La nécessité d’encourager l’imagination sociale et l’empathie

“Je crois que les sciences humaines – en particulier la littérature – jouent un rôle clé pour former à l’empathie sociale. Lire un roman, par exemple, n’est pas aussi passif que regarder la télévision. Cela fait travailler l’imagination, vous fait voir le monde à travers le regard de quelqu’un d’autre et développe l’imagination morale que nécessite la solidarité. Lorsque des étudiants cessent de lire, nous perdons non seulement des compétences en lecture et en écriture, mais aussi ces capacités plus profondes d’empathie et de connexion. La technologie complique également les choses. Les smartphones ont tendance à nous isoler dans nos petits univers. Autrefois, on regardait ensemble les émissions de télévision, ce qui donnait aux gens un sujet de partage et de discussion. La solidarité ne se développe pas seulement par de grands discours ou des gestes théâtraux ; elle dépend de petites interactions répétées : papoter avec des voisins, partager des expériences quotidiennes, avoir des points de référence communs. Sans cela, il devient beaucoup plus difficile de promouvoir un véritable sentiment d’appartenance.”
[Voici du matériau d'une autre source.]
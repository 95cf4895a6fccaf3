use expense_intent_agent::{
    classifier::IntentClassifier,
    config::{EmbeddingBackend, EmbeddingConfig},
    conversational::{ConversationSession, MODEL_ERROR_MESSAGE},
    corpus::IntentCorpus,
    embedding::{EmbeddingProvider, HttpEmbeddingProvider},
    error::AgentError,
    models::Intent,
};
use serde_json::json;
use std::sync::Arc;
use std::time::Duration;
use uuid::Uuid;
use wiremock::matchers::{body_partial_json, method, path};
use wiremock::{Mock, MockServer, ResponseTemplate};

fn config_for(server: &MockServer) -> EmbeddingConfig {
    EmbeddingConfig {
        backend: EmbeddingBackend::Http,
        base_url: server.uri(),
        model: "test-embed".to_string(),
        timeout: Duration::from_secs(5),
        dimension: 2,
    }
}

#[tokio::test]
async fn test_embed_batch_decodes_rows_in_order() {
    let server = MockServer::start().await;
    Mock::given(method("POST"))
        .and(path("/api/embed"))
        .and(body_partial_json(json!({ "model": "test-embed", "input": ["a", "b"] })))
        .respond_with(ResponseTemplate::new(200).set_body_json(json!({
            "embeddings": [[1.0, 0.0], [0.0, 1.0]]
        })))
        .mount(&server)
        .await;

    let provider = HttpEmbeddingProvider::new(&config_for(&server)).unwrap();
    let rows = provider
        .embed_batch(&["a".to_string(), "b".to_string()])
        .await
        .unwrap();

    assert_eq!(rows, vec![vec![1.0, 0.0], vec![0.0, 1.0]]);
}

#[tokio::test]
async fn test_server_error_is_model_unavailable() {
    let server = MockServer::start().await;
    Mock::given(method("POST"))
        .and(path("/api/embed"))
        .respond_with(ResponseTemplate::new(500).set_body_string("model not loaded"))
        .mount(&server)
        .await;

    let provider = HttpEmbeddingProvider::new(&config_for(&server)).unwrap();
    let result = provider.embed("hello").await;

    match result {
        Err(AgentError::ModelUnavailable(detail)) => assert!(detail.contains("model not loaded")),
        other => panic!("expected ModelUnavailable, got {:?}", other),
    }
}

#[tokio::test]
async fn test_row_count_mismatch_is_model_unavailable() {
    let server = MockServer::start().await;
    Mock::given(method("POST"))
        .and(path("/api/embed"))
        .respond_with(ResponseTemplate::new(200).set_body_json(json!({ "embeddings": [] })))
        .mount(&server)
        .await;

    let provider = HttpEmbeddingProvider::new(&config_for(&server)).unwrap();
    assert!(matches!(
        provider.embed("hello").await,
        Err(AgentError::ModelUnavailable(_))
    ));
}

#[tokio::test]
async fn test_session_over_http_provider() {
    let server = MockServer::start().await;

    // Utterance and the expense example point the same way; greeting is orthogonal.
    Mock::given(method("POST"))
        .and(path("/api/embed"))
        .and(body_partial_json(json!({ "input": ["spent 40 on books"] })))
        .respond_with(ResponseTemplate::new(200).set_body_json(json!({
            "embeddings": [[1.0, 0.1]]
        })))
        .mount(&server)
        .await;
    Mock::given(method("POST"))
        .and(path("/api/embed"))
        .and(body_partial_json(json!({ "input": ["I spent 50 on groceries"] })))
        .respond_with(ResponseTemplate::new(200).set_body_json(json!({
            "embeddings": [[1.0, 0.0]]
        })))
        .mount(&server)
        .await;
    Mock::given(method("POST"))
        .and(path("/api/embed"))
        .and(body_partial_json(json!({ "input": ["hello"] })))
        .respond_with(ResponseTemplate::new(200).set_body_json(json!({
            "embeddings": [[0.0, 1.0]]
        })))
        .mount(&server)
        .await;

    let corpus = IntentCorpus::new(vec![
        Intent::new("greeting", &["hello"]),
        Intent::new("log_expense", &["I spent 50 on groceries"]),
    ])
    .unwrap();
    let provider = Arc::new(HttpEmbeddingProvider::new(&config_for(&server)).unwrap());
    let classifier = Arc::new(IntentClassifier::new(provider, corpus));
    let mut session = ConversationSession::new(Uuid::new_v4(), classifier);

    assert_eq!(
        session.dispatch("spent 40 on books").await.as_deref(),
        Some("Logged $40 for books.")
    );
    assert_eq!(session.summary().total, 40.0);
}

#[tokio::test]
async fn test_unreachable_provider_surfaces_error_message() {
    let server = MockServer::start().await;
    let config = config_for(&server);
    drop(server);

    let provider = Arc::new(HttpEmbeddingProvider::new(&config).unwrap());
    let classifier = Arc::new(IntentClassifier::new(provider, IntentCorpus::default()));
    let mut session = ConversationSession::new(Uuid::new_v4(), classifier);

    assert_eq!(
        session.dispatch("I spent 50 on groceries").await.as_deref(),
        Some(MODEL_ERROR_MESSAGE)
    );
    assert!(session.ledger().is_empty());
}
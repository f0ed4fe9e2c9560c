//! Pagination module
//!
//! Page-number pagination against the contracts filter endpoint.
//!
//! # Overview
//!
//! Pages are requested by 1-based number. Every response carries a
//! `pagination` object whose `total_pages` is authoritative and may change
//! between responses. The walk stops on an empty page or once the reported
//! page reaches the total.

mod types;

pub use types::{
    FilterRequest, PageResponse, PaginationMeta, PaginationState, ProbeRequest, StopResult,
    MAX_PAGE_SIZE,
};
“Pour moi, la solidarité est à la fois une idée morale et une pratique vécue. C’est une chose à laquelle nous devons travailler chaque jour—par notre manière de penser, d’imaginer et d’agir ensemble.”
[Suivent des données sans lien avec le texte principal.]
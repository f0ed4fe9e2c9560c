//! HTTP client for the contracts filter endpoint
//!
//! Provides a client that handles:
//! - Browser-like headers the challenge gate expects
//! - Session cookies on every request
//! - Response classification (access denied vs other failures)
//! - Backoff calculation for the engine's retry policy

use crate::error::{Error, Result};
use crate::pagination::{FilterRequest, PageResponse, ProbeRequest};
use crate::session::SessionTokens;
use crate::types::BackoffType;
use reqwest::header::{ACCEPT, ACCEPT_LANGUAGE, CACHE_CONTROL, COOKIE, ORIGIN, PRAGMA, REFERER};
use reqwest::{Client, Response, StatusCode};
use serde::Serialize;
use std::collections::HashMap;
use std::time::Duration;
use tracing::{debug, warn};

/// Filter endpoint of the contracts API
pub const DEFAULT_ENDPOINT: &str = "https://e-play.pl/wp-json/contracts/v1/filter";

/// Origin of the page that normally calls the endpoint
pub const DEFAULT_ORIGIN: &str = "https://e-play.pl";

/// Page that normally calls the endpoint
pub const DEFAULT_REFERER: &str = "https://e-play.pl/umowy/";

/// Desktop Chrome user agent; the gate rejects obvious bot agents
pub const DEFAULT_USER_AGENT: &str = "Mozilla/5.0 (Windows NT 10.0; Win64; x64) AppleWebKit/537.36 (KHTML, like Gecko) Chrome/144.0.0.0 Safari/537.36";

const DEFAULT_ACCEPT_LANGUAGE: &str = "ka-GE,ka;q=0.9,en-GB;q=0.8,en-US;q=0.7,en;q=0.6";

/// Configuration for the HTTP client
#[derive(Debug, Clone)]
pub struct HttpClientConfig {
    /// Filter endpoint URL
    pub endpoint: String,
    /// `origin` header
    pub origin: String,
    /// `referer` header
    pub referer: String,
    /// User agent string
    pub user_agent: String,
    /// `accept-language` header
    pub accept_language: String,
    /// Timeout for page requests
    pub timeout: Duration,
    /// Timeout for token probes
    pub probe_timeout: Duration,
    /// Initial delay for backoff
    pub initial_backoff: Duration,
    /// Maximum delay for backoff
    pub max_backoff: Duration,
    /// Type of backoff strategy
    pub backoff_type: BackoffType,
    /// Extra headers for all requests
    pub default_headers: HashMap<String, String>,
}

impl Default for HttpClientConfig {
    fn default() -> Self {
        Self {
            endpoint: DEFAULT_ENDPOINT.to_string(),
            origin: DEFAULT_ORIGIN.to_string(),
            referer: DEFAULT_REFERER.to_string(),
            user_agent: DEFAULT_USER_AGENT.to_string(),
            accept_language: DEFAULT_ACCEPT_LANGUAGE.to_string(),
            timeout: Duration::from_secs(30),
            probe_timeout: Duration::from_secs(10),
            initial_backoff: Duration::from_secs(2),
            max_backoff: Duration::from_secs(30),
            backoff_type: BackoffType::Constant,
            default_headers: HashMap::new(),
        }
    }
}

impl HttpClientConfig {
    /// Create a new config builder
    pub fn builder() -> HttpClientConfigBuilder {
        HttpClientConfigBuilder::default()
    }
}

/// Builder for HTTP client config
#[derive(Default)]
pub struct HttpClientConfigBuilder {
    config: HttpClientConfig,
}

impl HttpClientConfigBuilder {
    /// Set the filter endpoint
    pub fn endpoint(mut self, url: impl Into<String>) -> Self {
        self.config.endpoint = url.into();
        self
    }

    /// Set the `origin` and `referer` pair
    pub fn site(mut self, origin: impl Into<String>, referer: impl Into<String>) -> Self {
        self.config.origin = origin.into();
        self.config.referer = referer.into();
        self
    }

    /// Set the page request timeout
    pub fn timeout(mut self, timeout: Duration) -> Self {
        self.config.timeout = timeout;
        self
    }

    /// Set the probe timeout
    pub fn probe_timeout(mut self, timeout: Duration) -> Self {
        self.config.probe_timeout = timeout;
        self
    }

    /// Set backoff configuration
    pub fn backoff(mut self, backoff_type: BackoffType, initial: Duration, max: Duration) -> Self {
        self.config.backoff_type = backoff_type;
        self.config.initial_backoff = initial;
        self.config.max_backoff = max;
        self
    }

    /// Add a default header
    pub fn header(mut self, key: impl Into<String>, value: impl Into<String>) -> Self {
        self.config.default_headers.insert(key.into(), value.into());
        self
    }

    /// Set user agent
    pub fn user_agent(mut self, agent: impl Into<String>) -> Self {
        self.config.user_agent = agent.into();
        self
    }

    /// Set `accept-language`
    pub fn accept_language(mut self, value: impl Into<String>) -> Self {
        self.config.accept_language = value.into();
        self
    }

    /// Build the config
    pub fn build(self) -> HttpClientConfig {
        self.config
    }
}

/// HTTP client for the filter endpoint
#[derive(Clone)]
pub struct HttpClient {
    client: Client,
    config: HttpClientConfig,
}

impl HttpClient {
    /// Create a new HTTP client with default configuration
    pub fn new() -> Result<Self> {
        Self::with_config(HttpClientConfig::default())
    }

    /// Create a new HTTP client with custom configuration
    pub fn with_config(config: HttpClientConfig) -> Result<Self> {
        let client = Client::builder()
            .timeout(config.timeout)
            .user_agent(&config.user_agent)
            .build()?;

        Ok(Self { client, config })
    }

    /// Get the client configuration
    pub fn config(&self) -> &HttpClientConfig {
        &self.config
    }

    /// Fetch one page of contracts.
    ///
    /// 401/403 map to [`Error::AccessDenied`]; any other non-2xx status maps to
    /// [`Error::HttpStatus`]; a body that is not the expected JSON maps to
    /// [`Error::Decode`].
    pub async fn fetch_page(
        &self,
        request: &FilterRequest,
        tokens: &SessionTokens,
    ) -> Result<PageResponse> {
        let response = self.send(request, tokens, self.config.timeout).await?;
        let status = response.status();

        if is_access_denied(status) {
            let body = response.text().await.unwrap_or_default();
            let preview: String = body.chars().take(200).collect();
            warn!(page = request.paged, status = status.as_u16(), body = %preview, "Access denied");
            return Err(Error::AccessDenied {
                status: status.as_u16(),
            });
        }

        if !status.is_success() {
            let body = response.text().await.unwrap_or_default();
            return Err(Error::HttpStatus {
                status: status.as_u16(),
                body: body.chars().take(500).collect(),
            });
        }

        let body = response
            .text()
            .await
            .map_err(|e| Error::decode(format!("Failed to read response body: {e}")))?;

        debug!(page = request.paged, bytes = body.len(), "Page request succeeded");
        PageResponse::from_body(&body)
    }

    /// Check whether tokens pass the gate with a one-item request
    pub async fn probe(&self, tokens: &SessionTokens) -> Result<bool> {
        let response = self
            .send(&ProbeRequest::default(), tokens, self.config.probe_timeout)
            .await?;
        let status = response.status();
        debug!(status = status.as_u16(), "Token probe finished");
        Ok(status == StatusCode::OK)
    }

    async fn send<B: Serialize + ?Sized>(
        &self,
        body: &B,
        tokens: &SessionTokens,
        timeout: Duration,
    ) -> Result<Response> {
        let mut req = self
            .client
            .post(&self.config.endpoint)
            .header(ACCEPT, "*/*")
            .header(ACCEPT_LANGUAGE, &self.config.accept_language)
            .header(CACHE_CONTROL, "no-cache")
            .header(PRAGMA, "no-cache")
            .header(ORIGIN, &self.config.origin)
            .header(REFERER, &self.config.referer);

        for (key, value) in &self.config.default_headers {
            req = req.header(key.as_str(), value.as_str());
        }

        if !tokens.is_empty() {
            req = req.header(COOKIE, tokens.cookie_header());
        }

        req.timeout(timeout).json(body).send().await.map_err(|e| {
            if e.is_timeout() {
                Error::Timeout {
                    timeout_ms: timeout.as_millis() as u64,
                }
            } else {
                Error::Http(e)
            }
        })
    }

    /// Calculate backoff delay for a given retry attempt (0-based)
    pub fn calculate_backoff(&self, attempt: u32) -> Duration {
        let delay = match self.config.backoff_type {
            BackoffType::Constant => self.config.initial_backoff,
            BackoffType::Linear => self.config.initial_backoff * (attempt + 1),
            BackoffType::Exponential => {
                let factor = 2u32.saturating_pow(attempt);
                self.config.initial_backoff * factor
            }
        };

        std::cmp::min(delay, self.config.max_backoff)
    }
}

impl std::fmt::Debug for HttpClient {
    fn fmt(&self, f: &mut std::fmt::Formatter<'_>) -> std::fmt::Result {
        f.debug_struct("HttpClient")
            .field("config", &self.config)
            .finish_non_exhaustive()
    }
}

/// The challenge gate answers stale sessions with 403 (occasionally 401)
fn is_access_denied(status: StatusCode) -> bool {
    matches!(status, StatusCode::FORBIDDEN | StatusCode::UNAUTHORIZED)
}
Garder espoir, une obligation morale : l’exemple de la plantation de jardins d’espèces indigènes

Nous demandons comment le professeur Scholz évalue la manière dont nos sociétés évoluent vers des communautés plus solidaires. Existe-t-il des signes ou des pratiques qui nous donnent de l’espoir ? “En regardant vers l’avenir, je maintiens que l’espoir est indispensable, bien que souvent difficile à entretenir – j’avoue avoir des moments de cynisme en observant la politique aux États-Unis et dans le monde. Mais l’espoir ne peut jamais être engendré par nos seules institutions ; l’espoir naît lorsque nous construisons des relations qui nous relient aux autres, même à ceux qui ne partagent pas nos engagements politiques ou idéologiques. Ce n’est pas simplement le fait de voter pour un candidat qui est porteur d’espoir, mais plutôt les valeurs partagées et les relations transformées qui émergent lorsque nous nous engageons pour l’épanouissement collectif.”

"Je résiste à l'idée d’abandonner l’espoir aux institutions publiques. Celles-ci, comprises comme des institutions de justice, jouent un rôle important dans la répartition de ressources limitées. Cependant, leur capacité à favoriser les formes d'attention, d'engagement et de confiance qui constituent un soin authentique est limitée."
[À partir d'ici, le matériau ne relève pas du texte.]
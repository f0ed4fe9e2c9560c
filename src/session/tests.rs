//! Tests for the session module

use super::*;
use crate::error::Error;
use crate::http::{HttpClient, HttpClientConfig};
use async_trait::async_trait;
use pretty_assertions::assert_eq;
use std::sync::atomic::{AtomicU32, Ordering};
use std::sync::Arc;
use std::time::Duration;
use test_case::test_case;
use wiremock::matchers::{header, method};
use wiremock::{Mock, MockServer, ResponseTemplate};

fn sh(script: &str) -> Vec<String> {
    vec!["sh".to_string(), "-c".to_string(), script.to_string()]
}

/// Refresher that hands out numbered tokens and counts calls
#[derive(Default)]
struct CountingRefresher {
    calls: AtomicU32,
    fail: bool,
}

#[async_trait]
impl SessionProvider for CountingRefresher {
    async fn get_tokens(&self) -> crate::Result<TokenGrant> {
        self.refresh_tokens().await.map(TokenGrant::unverified)
    }

    async fn refresh_tokens(&self) -> crate::Result<SessionTokens> {
        let n = self.calls.fetch_add(1, Ordering::SeqCst) + 1;
        if self.fail {
            return Err(Error::MissingClearance);
        }
        Ok(SessionTokens::new().with(CLEARANCE_COOKIE, format!("fresh-{n}")))
    }
}

fn prober(server: &MockServer) -> HttpClient {
    let config = HttpClientConfig::builder()
        .endpoint(server.uri())
        .probe_timeout(Duration::from_secs(5))
        .build();
    HttpClient::with_config(config).unwrap()
}

// ============================================================================
// SessionTokens
// ============================================================================

#[test]
fn test_cookie_header_is_sorted_and_joined() {
    let tokens = SessionTokens::new()
        .with("cf_clearance", "abc")
        .with("_ga", "GA1.1.1")
        .with("_ga_ZH4G2KK1JY", "GS1.1.2");

    assert_eq!(
        tokens.cookie_header(),
        "_ga=GA1.1.1; _ga_ZH4G2KK1JY=GS1.1.2; cf_clearance=abc"
    );
    assert_eq!(tokens.len(), 3);
    assert!(tokens.has_clearance());
}

#[test]
fn test_empty_values_are_ignored() {
    let tokens = SessionTokens::new().with("cf_clearance", "").with("_ga", "x");
    assert!(!tokens.has_clearance());
    assert_eq!(tokens.len(), 1);
}

#[test]
fn test_from_cookie_string() {
    let tokens = SessionTokens::from_cookie_string(" cf_clearance=a=b=c ; _ga=GA1; junk ;=novalue");
    assert_eq!(tokens.clearance(), Some("a=b=c"));
    assert_eq!(tokens.get("_ga"), Some("GA1"));
    assert_eq!(tokens.len(), 2);
}

#[test]
fn test_from_env_lines_maps_known_keys() {
    let text = "\
# written by refresh helper
CF_CLEARANCE=\"clear\"
export GA_COOKIE='GA1.1.9'

GA_ZH4G2KK1JY=GS1
_extra=raw
not a pair
";
    let tokens = SessionTokens::from_env_lines(text);
    assert_eq!(tokens.clearance(), Some("clear"));
    assert_eq!(tokens.get("_ga"), Some("GA1.1.9"));
    assert_eq!(tokens.get("_ga_ZH4G2KK1JY"), Some("GS1"));
    assert_eq!(tokens.get("_extra"), Some("raw"));
    assert_eq!(tokens.len(), 4);
}

#[test]
fn test_to_env_lines() {
    let tokens = SessionTokens::new()
        .with("cf_clearance", "abc")
        .with("_ga", "GA1")
        .with("session-id", "s1");
    assert_eq!(
        tokens.to_env_lines(),
        "GA_COOKIE=GA1\nCF_CLEARANCE=abc\nSESSION_ID=s1"
    );
}

#[test_case("CF_CLEARANCE", Some("cf_clearance"))]
#[test_case("GA_COOKIE", Some("_ga"))]
#[test_case("GA_ZH4G2KK1JY", Some("_ga_ZH4G2KK1JY"))]
#[test_case("OTHER", None)]
fn test_cookie_name_for_env(key: &str, expected: Option<&str>) {
    assert_eq!(cookie_name_for_env(key), expected);
}

#[test]
fn test_debug_redacts_values() {
    let tokens = SessionTokens::new().with("cf_clearance", "0123456789abcdefghij");
    let rendered = format!("{tokens:?}");
    assert!(rendered.contains("01234567…"));
    assert!(!rendered.contains("abcdefghij"));
    assert_eq!(redact("short"), "short");
}

#[test]
fn test_merge_overrides() {
    let mut base = SessionTokens::new().with("cf_clearance", "old").with("_ga", "keep");
    base.merge(SessionTokens::new().with("cf_clearance", "new"));
    assert_eq!(base.clearance(), Some("new"));
    assert_eq!(base.get("_ga"), Some("keep"));
}

// ============================================================================
// cURL extraction
// ============================================================================

#[test]
fn test_curl_header_form() {
    let curl = r#"curl 'https://e-play.pl/wp-json/contracts/v1/filter' \
  -H 'accept: */*' \
  -H 'cookie: _ga=GA1.1.5; cf_clearance=abc.def-123' \
  --data-raw '{"paged":1}'"#;
    let tokens = extract_cookies_from_curl(curl);
    assert_eq!(tokens.clearance(), Some("abc.def-123"));
    assert_eq!(tokens.get("_ga"), Some("GA1.1.5"));
}

#[test]
fn test_curl_cookie_flag_form() {
    let curl = r#"curl "https://e-play.pl/" --cookie "cf_clearance=long; _ga_ZH4G2KK1JY=GS1""#;
    let tokens = extract_cookies_from_curl(curl);
    assert_eq!(tokens.clearance(), Some("long"));
    assert_eq!(tokens.get("_ga_ZH4G2KK1JY"), Some("GS1"));
}

#[test]
fn test_curl_short_flag_form() {
    let curl = "curl 'https://e-play.pl/' -b 'cf_clearance=short'";
    assert_eq!(extract_cookies_from_curl(curl).clearance(), Some("short"));
}

#[test]
fn test_curl_without_cookies() {
    let curl = "curl 'https://e-play.pl/' -H 'accept: */*'";
    assert!(extract_cookies_from_curl(curl).is_empty());
}

// ============================================================================
// StaticProvider
// ============================================================================

#[tokio::test]
async fn test_static_provider_hands_out_tokens() {
    let provider = StaticProvider::new(SessionTokens::new().with("cf_clearance", "abc"));
    let grant = provider.get_tokens().await.unwrap();
    assert_eq!(grant.tokens.clearance(), Some("abc"));
    assert!(!grant.freshly_verified);
}

#[tokio::test]
async fn test_static_provider_without_clearance() {
    let provider = StaticProvider::new(SessionTokens::new().with("_ga", "x"));
    assert!(matches!(
        provider.get_tokens().await,
        Err(Error::MissingClearance)
    ));
}

#[tokio::test]
async fn test_static_provider_cannot_refresh() {
    let provider = StaticProvider::default();
    assert!(matches!(
        provider.refresh_tokens().await,
        Err(Error::Session { .. })
    ));
}

// ============================================================================
// CommandProvider
// ============================================================================

#[test]
fn test_command_provider_rejects_empty_command() {
    assert!(matches!(
        CommandProvider::new(&[]),
        Err(Error::Config { .. })
    ));
}

#[tokio::test]
async fn test_command_provider_reads_stdout() {
    let provider =
        CommandProvider::new(&sh("echo CF_CLEARANCE=from-stdout; echo GA_COOKIE=GA1")).unwrap();
    assert_eq!(provider.program(), "sh");

    let tokens = provider.refresh_tokens().await.unwrap();
    assert_eq!(tokens.clearance(), Some("from-stdout"));
    assert_eq!(tokens.get("_ga"), Some("GA1"));
}

#[tokio::test]
async fn test_command_provider_reads_env_file() {
    let dir = tempfile::tempdir().unwrap();
    let env_file = dir.path().join(".env.cookies");
    let script = format!(
        "printf 'CF_CLEARANCE=from-file\\nGA_ZH4G2KK1JY=GS1\\n' > '{}'",
        env_file.display()
    );

    let provider = CommandProvider::new(&sh(&script))
        .unwrap()
        .with_env_file(&env_file);
    let grant = provider.get_tokens().await.unwrap();

    assert_eq!(grant.tokens.clearance(), Some("from-file"));
    assert_eq!(grant.tokens.get("_ga_ZH4G2KK1JY"), Some("GS1"));
    assert!(!grant.freshly_verified);
}

#[tokio::test]
async fn test_command_provider_stdout_wins_over_env_file() {
    let dir = tempfile::tempdir().unwrap();
    let env_file = dir.path().join("cookies.env");
    std::fs::write(&env_file, "CF_CLEARANCE=stale\nGA_COOKIE=GA-file\n").unwrap();

    let provider = CommandProvider::new(&sh("echo CF_CLEARANCE=fresh"))
        .unwrap()
        .with_env_file(&env_file);
    let tokens = provider.refresh_tokens().await.unwrap();

    assert_eq!(tokens.clearance(), Some("fresh"));
    assert_eq!(tokens.get("_ga"), Some("GA-file"));
}

#[tokio::test]
async fn test_command_provider_missing_clearance() {
    let provider = CommandProvider::new(&sh("echo GA_COOKIE=only-analytics")).unwrap();
    let err = provider.refresh_tokens().await.unwrap_err();
    assert!(matches!(err, Error::MissingClearance));
}

#[tokio::test]
async fn test_command_provider_non_zero_exit() {
    let provider = CommandProvider::new(&sh("echo boom >&2; exit 3")).unwrap();
    match provider.refresh_tokens().await.unwrap_err() {
        Error::Process { message } => {
            assert!(message.contains("code 3"));
            assert!(message.contains("boom"));
        }
        other => panic!("unexpected error: {other:?}"),
    }
}

#[tokio::test]
async fn test_command_provider_timeout() {
    let provider = CommandProvider::new(&sh("sleep 5"))
        .unwrap()
        .with_timeout(Duration::from_millis(100));
    let err = provider.refresh_tokens().await.unwrap_err();
    assert!(matches!(err, Error::RefreshTimeout { .. }));
}

#[tokio::test]
async fn test_command_provider_unknown_program() {
    let provider =
        CommandProvider::new(&["definitely-not-a-real-binary-7f3a".to_string()]).unwrap();
    assert!(matches!(
        provider.refresh_tokens().await,
        Err(Error::Process { .. })
    ));
}

#[tokio::test]
async fn test_run_with_timeout_captures_output() {
    let output = run_with_timeout("sh", &sh("printf hello")[1..], Duration::from_secs(5))
        .await
        .unwrap();
    assert!(output.success());
    assert_eq!(output.stdout, "hello");
}

// ============================================================================
// FallbackProvider
// ============================================================================

#[tokio::test]
async fn test_fallback_uses_valid_primary() {
    let server = MockServer::start().await;
    Mock::given(method("POST"))
        .and(header("cookie", "cf_clearance=configured"))
        .respond_with(ResponseTemplate::new(200).set_body_string("{}"))
        .expect(1)
        .mount(&server)
        .await;

    let refresher = Arc::new(CountingRefresher::default());
    let provider = FallbackProvider::new(
        StaticProvider::new(SessionTokens::new().with("cf_clearance", "configured")),
        Arc::clone(&refresher),
    )
    .with_prober(prober(&server));

    let grant = provider.get_tokens().await.unwrap();
    assert_eq!(grant.tokens.clearance(), Some("configured"));
    assert!(grant.freshly_verified);
    assert_eq!(refresher.calls.load(Ordering::SeqCst), 0);
}

#[tokio::test]
async fn test_fallback_refreshes_rejected_primary() {
    let server = MockServer::start().await;
    Mock::given(method("POST"))
        .respond_with(ResponseTemplate::new(403))
        .mount(&server)
        .await;

    let refresher = Arc::new(CountingRefresher::default());
    let provider = FallbackProvider::new(
        StaticProvider::new(SessionTokens::new().with("cf_clearance", "stale")),
        Arc::clone(&refresher),
    )
    .with_prober(prober(&server));

    let grant = provider.get_tokens().await.unwrap();
    assert_eq!(grant.tokens.clearance(), Some("fresh-1"));
    assert!(!grant.freshly_verified);
}

#[tokio::test]
async fn test_fallback_keeps_primary_when_refresh_fails() {
    let server = MockServer::start().await;
    Mock::given(method("POST"))
        .respond_with(ResponseTemplate::new(403))
        .mount(&server)
        .await;

    let refresher = Arc::new(CountingRefresher {
        fail: true,
        ..Default::default()
    });
    let provider = FallbackProvider::new(
        StaticProvider::new(SessionTokens::new().with("cf_clearance", "stale")),
        Arc::clone(&refresher),
    )
    .with_prober(prober(&server));

    let grant = provider.get_tokens().await.unwrap();
    assert_eq!(grant.tokens.clearance(), Some("stale"));
    assert_eq!(refresher.calls.load(Ordering::SeqCst), 1);
}

#[tokio::test]
async fn test_fallback_without_primary_refreshes() {
    let refresher = Arc::new(CountingRefresher::default());
    let provider = FallbackProvider::new(StaticProvider::default(), Arc::clone(&refresher));

    let grant = provider.get_tokens().await.unwrap();
    assert_eq!(grant.tokens.clearance(), Some("fresh-1"));
}

#[tokio::test]
async fn test_fallback_without_anything_fails() {
    let refresher = Arc::new(CountingRefresher {
        fail: true,
        ..Default::default()
    });
    let provider = FallbackProvider::new(StaticProvider::default(), Arc::clone(&refresher));
    assert!(matches!(
        provider.get_tokens().await,
        Err(Error::MissingClearance)
    ));
}

#[tokio::test]
async fn test_fallback_refresh_delegates() {
    let refresher = Arc::new(CountingRefresher::default());
    let provider = FallbackProvider::new(
        StaticProvider::new(SessionTokens::new().with("cf_clearance", "x")),
        Arc::clone(&refresher),
    );
    assert_eq!(
        provider.refresh_tokens().await.unwrap().clearance(),
        Some("fresh-1")
    );
    assert_eq!(
        provider.refresh_tokens().await.unwrap().clearance(),
        Some("fresh-2")
    );
}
“Une pratique qui illustre cela est le mouvement pour les jardins d’espèces indigènes (movement for native plant gardens). Planter un jardin est par nature un acte d’espoir, tourné vers l’avenir. Cultiver des plantes indigènes, en particulier, incarne l’attention au lieu, la responsabilité écologique et le lien communautaire. En cultivant des espèces locales qui nourrissent les pollinisateurs, les jardiniers créent non seulement de la beauté, mais contribuent aussi à un bien écologique et social plus vaste. Cette initiative est un mouvement, pas un ‘projet’. Cela consiste à dire : voilà à quoi nous accordons de la valeur, voilà comment nous agissons, ce qui constitue notre activisme. Nous jardinons, nous créons de la beauté, mais nous nourrissons aussi ce biotope et ses habitants. Pour moi, c’est un formidable acte de soin. Cela montre que prendre soin de la terre et de l’espace dans lequel nous vivons, c’est prendre soin de nos voisins.” “De plus, la culture d’espèces indigènes favorise la vie communautaire. Des relations s’établissent entre voisins autour des jardins, des liens plus forts se tissent et des espaces urbains délaissés se transforment en espaces verts. Une étude menée à Philadelphie, par exemple, a révélé que la création d’espaces verts sur des terrains abandonnés entraînait une baisse significative de la criminalité, ce qui illustre comment la protection de l’environnement favorise directement le bien-être et la solidarité. De telles initiatives démontrent comment des pratiques initiées par des citoyens peuvent, même à échelle modeste, reconfigurer des communautés, favoriser la solidarité et inspirer l’espoir.”